The theory was both simple and nuts. I alluded to it earlier, but it ‘s something along these lines: The disease attacks individuals who let their human emotions take over and get attached to something material. Therefore, by numbing human emotions, the processus can be stopped.

The remedy: to implant mechanical systems into the flesh of the Retro-Citizen. This would prevent or stop the contamination and progress of the virus. The presence of one or several foreign bodies acts like a shield, operating on the same scientific principle as a vaccine. The intent being to damage the integrity of the body, to separate individuals from what makes them human. Feelings, dreams, desires.

To de-humanize them, in order to save them from a de-humanizing virus.


Because of the growing number of patients, the Corporation quickly became a gigantic industry, an actual financial and political power. A symbol of salvation for Retro-Citizens. In less than three years, the city council was taken over, and the future of Retrocity has since been in the iron hands of the Corporation.


After an hour of conversation, I was dismissed and escorted back to the heavy doors. From the glass elevator that brought me back to the ground, I could see the smoke escaping from the titanic chimneys of the foundries in the distance. And from the surgical clinics...


All this makes me want to dig deeper. To stick my nose in the dirt like I can do so well. This virus appearing out of nowhere, and a Corporation playing with human bodies... the iceberg must have dark reflections below the surface.




Dec 16, 2004


So here is the deal: I am trapped in some kind of theater where a sinister play is taking place, of which I am the narrator.

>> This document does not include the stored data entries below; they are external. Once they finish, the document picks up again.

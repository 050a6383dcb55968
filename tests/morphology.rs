use cell_counter::config::ElementShape;
use cell_counter::segmentation::morphology::{clean, close, open};
use cell_counter::segmentation::{FOREGROUND, Mask, StructuringElement, foreground_count};
use image::Luma;

fn paint(mask: &mut Mask, x: u32, y: u32, w: u32, h: u32) {
    for yy in y..y + h {
        for xx in x..x + w {
            mask.put_pixel(xx, yy, Luma([FOREGROUND]));
        }
    }
}

fn is_fg(mask: &Mask, x: u32, y: u32) -> bool {
    mask.get_pixel(x, y).0[0] == FOREGROUND
}

#[test]
fn opening_removes_speckles() {
    let mut mask = Mask::new(20, 20);
    paint(&mut mask, 3, 3, 1, 1);
    paint(&mut mask, 10, 10, 2, 2);
    let opened = open(&mask, &StructuringElement::default(), 1);
    assert_eq!(foreground_count(&opened), 0);
}

#[test]
fn opening_with_cross_trims_square_corners() {
    let mut mask = Mask::new(30, 30);
    paint(&mut mask, 10, 10, 10, 10);
    let opened = open(&mask, &StructuringElement::default(), 1);
    assert_eq!(foreground_count(&opened), 96);
    assert!(!is_fg(&opened, 10, 10));
    assert!(is_fg(&opened, 11, 10));
    assert!(!is_fg(&opened, 19, 19));
}

#[test]
fn rect_opening_keeps_squares() {
    let mut mask = Mask::new(30, 30);
    paint(&mut mask, 10, 10, 10, 10);
    let element = StructuringElement::new(ElementShape::Rect, 3, 3);
    assert_eq!(open(&mask, &element, 1), mask);
}

#[test]
fn closing_fills_small_hole() {
    let mut square = Mask::new(20, 20);
    paint(&mut square, 5, 5, 9, 9);
    let mut holed = square.clone();
    holed.put_pixel(9, 9, Luma([0]));

    let closed = close(&holed, &StructuringElement::default(), 1);
    assert_eq!(closed, square);
}

#[test]
fn closing_is_idempotent() {
    let mut mask = Mask::new(40, 32);
    for (x, y, px) in mask.enumerate_pixels_mut() {
        if (x * 7 + y * 13) % 5 == 0 || (x / 6 + y / 5) % 3 == 0 {
            *px = Luma([FOREGROUND]);
        }
    }
    let element = StructuringElement::default();
    let once = close(&mask, &element, 2);
    let twice = close(&once, &element, 2);
    assert_eq!(once, twice);
}

#[test]
fn regions_touching_the_border_survive_opening() {
    let mut mask = Mask::new(20, 20);
    paint(&mut mask, 0, 0, 10, 10);
    let opened = open(&mask, &StructuringElement::default(), 1);
    assert!(is_fg(&opened, 0, 0));
    assert!(!is_fg(&opened, 9, 9));
    assert_eq!(foreground_count(&opened), 99);
}

#[test]
fn clean_keeps_cells_and_drops_noise() {
    let mut mask = Mask::new(60, 30);
    paint(&mut mask, 5, 5, 10, 10);
    paint(&mut mask, 40, 5, 1, 1);
    let cleaned = clean(&mask, &StructuringElement::default(), 1, 2);
    assert!(is_fg(&cleaned, 10, 10));
    assert!(!is_fg(&cleaned, 40, 5));
    assert_eq!(foreground_count(&cleaned), 96);
}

What strikes me the most is the weird logic of this whole system ... Humans, androids, implants and prostheses... I've seen a bunch of cheap sci-fi movies, but it hits differently when you step straight into one! None of these oddities seem to bother anyone, and I already feel reprogrammed and sanitized, about to accept all of it as a new normal.

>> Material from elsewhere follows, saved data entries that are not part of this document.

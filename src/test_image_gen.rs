use image::{Rgb, RgbImage};

/// Stain color inside the default color window (in both channel orders).
pub const CELL_COLOR: Rgb<u8> = Rgb([200, 80, 200]);
/// Background color outside the default color window.
pub const BACKGROUND_COLOR: Rgb<u8> = Rgb([10, 10, 10]);

/// An axis-aligned square "cell" painted onto a synthetic slide.
#[derive(Debug, Clone, Copy, PartialEq, Eq)]
pub struct SquareCell {
    pub x: u32,
    pub y: u32,
    pub side: u32,
}

impl SquareCell {
    pub fn new(x: u32, y: u32, side: u32) -> Self {
        Self { x, y, side }
    }
}

/// Generates a dark slide with square cells of [`CELL_COLOR`].
///
/// Squares make expected boundary areas easy to derive by hand. Parts of a
/// square falling outside the slide are clipped.
pub fn synthetic_slide(width: u32, height: u32, cells: &[SquareCell]) -> RgbImage {
    let mut img = RgbImage::from_pixel(width, height, BACKGROUND_COLOR);
    for cell in cells {
        for y in cell.y..cell.y.saturating_add(cell.side).min(height) {
            for x in cell.x..cell.x.saturating_add(cell.side).min(width) {
                img.put_pixel(x, y, CELL_COLOR);
            }
        }
    }
    img
}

Retrocity feeds you with her languor, makes you swallow her ways. Then, when you're matured enough, she devours you, brutally, softly, like a starving lover ... until you become part of her.

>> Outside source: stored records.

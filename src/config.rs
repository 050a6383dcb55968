//! Calibration for the cell counting pipeline.
//!
//! Every threshold the pipeline uses lives here so that one run can be
//! retargeted to a different microscope or magnification without touching code.

use std::path::Path;

use serde::{Deserialize, Serialize};

const MINIMUM_AREA: f64 = 3.0;
const AVG_CELL_AREA: f64 = 190.0;
const CONNECTED_CELL_AREA: f64 = 400.0;
const LOWER_BOUND: [u8; 3] = [45, 0, 50];
const UPPER_BOUND: [u8; 3] = [255, 255, 255];
const ELEMENT_SIZE: usize = 3;
const OPEN_ITERATIONS: usize = 1;
const CLOSE_ITERATIONS: usize = 2;
const COLOR_CLUSTER: [u8; 3] = [255, 0, 255];
const COLOR_SINGLE: [u8; 3] = [0, 0, 255];
const OUTLINE_THICKNESS: u32 = 2;

/// Channel order the color bounds are written in.
///
/// Decoded images are always RGB. The stock bounds were tuned against
/// blue-green-red ordered pixels, so `Bgr` is the default.
#[derive(Debug, Clone, Copy, PartialEq, Eq, Default, Serialize, Deserialize)]
#[serde(rename_all = "lowercase")]
pub enum ChannelOrder {
    #[default]
    Bgr,
    Rgb,
}

/// Shape of the structuring element used for mask cleaning.
#[derive(Debug, Clone, Copy, PartialEq, Eq, Default, Serialize, Deserialize)]
#[serde(rename_all = "lowercase")]
pub enum ElementShape {
    #[default]
    Ellipse,
    Rect,
    Cross,
}

#[derive(Debug, thiserror::Error)]
pub enum ConfigError {
    #[error("{name} must be a positive number, got {value}")]
    NonPositive { name: &'static str, value: f64 },

    #[error("minimum_area ({minimum}) must be below connected_cell_area ({connected})")]
    MinimumNotBelowCluster { minimum: f64, connected: f64 },

    #[error("structuring element must be at least 1x1, got {width}x{height}")]
    EmptyElement { width: usize, height: usize },

    #[error("failed to read config {path}: {source}")]
    Read {
        path: String,
        #[source]
        source: std::io::Error,
    },

    #[error("failed to parse config: {0}")]
    Parse(#[from] serde_json::Error),
}

/// Configuration parameters for cell counting.
///
/// Covers the color window that separates stained cells from background,
/// the morphology used to clean the mask, the area calibration that turns a
/// region into a cell count, and the colors used when drawing results.
#[derive(Debug, Clone, PartialEq, Serialize, Deserialize)]
#[serde(default)]
pub struct CountConfig {
    pub lower_bound: [u8; 3],
    pub upper_bound: [u8; 3],
    pub channel_order: ChannelOrder,
    pub element_shape: ElementShape,
    pub element_width: usize,
    pub element_height: usize,
    pub open_iterations: usize,
    pub close_iterations: usize,
    pub minimum_area: f64,
    pub avg_cell_area: f64,
    pub connected_cell_area: f64,
    pub cluster_color: [u8; 3],
    pub single_color: [u8; 3],
    pub outline_thickness: u32,
}

impl Default for CountConfig {
    fn default() -> Self {
        Self {
            lower_bound: LOWER_BOUND,
            upper_bound: UPPER_BOUND,
            channel_order: ChannelOrder::default(),
            element_shape: ElementShape::default(),
            element_width: ELEMENT_SIZE,
            element_height: ELEMENT_SIZE,
            open_iterations: OPEN_ITERATIONS,
            close_iterations: CLOSE_ITERATIONS,
            minimum_area: MINIMUM_AREA,
            avg_cell_area: AVG_CELL_AREA,
            connected_cell_area: CONNECTED_CELL_AREA,
            cluster_color: COLOR_CLUSTER,
            single_color: COLOR_SINGLE,
            outline_thickness: OUTLINE_THICKNESS,
        }
    }
}

impl CountConfig {
    /// Parses a JSON calibration. Missing keys keep their defaults.
    pub fn from_json_str(json: &str) -> Result<Self, ConfigError> {
        Ok(serde_json::from_str(json)?)
    }

    pub fn load(path: impl AsRef<Path>) -> Result<Self, ConfigError> {
        let path = path.as_ref();
        let text = std::fs::read_to_string(path).map_err(|source| ConfigError::Read {
            path: path.display().to_string(),
            source,
        })?;
        Self::from_json_str(&text)
    }

    /// Rejects calibrations that would silently misclassify regions.
    pub fn validate(&self) -> Result<(), ConfigError> {
        for (name, value) in [
            ("minimum_area", self.minimum_area),
            ("avg_cell_area", self.avg_cell_area),
            ("connected_cell_area", self.connected_cell_area),
        ] {
            if !(value.is_finite() && value > 0.0) {
                return Err(ConfigError::NonPositive { name, value });
            }
        }

        if self.minimum_area >= self.connected_cell_area {
            return Err(ConfigError::MinimumNotBelowCluster {
                minimum: self.minimum_area,
                connected: self.connected_cell_area,
            });
        }

        if self.element_width == 0 || self.element_height == 0 {
            return Err(ConfigError::EmptyElement {
                width: self.element_width,
                height: self.element_height,
            });
        }

        if self.connected_cell_area <= self.avg_cell_area {
            log::warn!(
                "connected_cell_area ({}) <= avg_cell_area ({}): clusters may be counted as one cell",
                self.connected_cell_area,
                self.avg_cell_area
            );
        }

        Ok(())
    }

    /// Color bounds reordered to match RGB pixels.
    pub fn rgb_bounds(&self) -> ([u8; 3], [u8; 3]) {
        match self.channel_order {
            ChannelOrder::Rgb => (self.lower_bound, self.upper_bound),
            ChannelOrder::Bgr => {
                let [l0, l1, l2] = self.lower_bound;
                let [u0, u1, u2] = self.upper_bound;
                ([l2, l1, l0], [u2, u1, u0])
            }
        }
    }
}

I'm here for an indefinite time, it seems... At first, I used to check the mailbox every morning. Tomorrow I'll open it for the first time this week... I see my possible departure as a fading hope. If I cry for help, no one will hear me. If I escape before I can legally leave, it will be a manhunt, inside and out.

What do I fear the most? The government that got rid of me, or the Corporation watching over my exile?

And I feel the paranoia rising within: what if all this was final? What if this "reporter" mission was only a pretext to help pass the pill? To exile me quietly. Totally.